__Exercise requirements__. The required output is the line with "pub use registry::ModelRegistry;" through the final line of the entries, each one exactly as it stands.

[Start of section]

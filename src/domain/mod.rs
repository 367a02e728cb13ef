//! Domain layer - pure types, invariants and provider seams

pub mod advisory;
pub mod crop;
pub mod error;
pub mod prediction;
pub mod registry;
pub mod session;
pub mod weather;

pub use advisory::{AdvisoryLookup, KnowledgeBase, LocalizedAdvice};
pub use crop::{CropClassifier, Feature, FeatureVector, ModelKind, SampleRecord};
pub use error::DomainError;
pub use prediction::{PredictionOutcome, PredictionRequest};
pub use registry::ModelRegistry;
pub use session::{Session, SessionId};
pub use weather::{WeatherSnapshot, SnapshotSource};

[End of section]

__Result__.
pub use registry::ModelRegistry;
pub use session::{Session, SessionId};
pub use weather::{WeatherSnapshot, SnapshotSource};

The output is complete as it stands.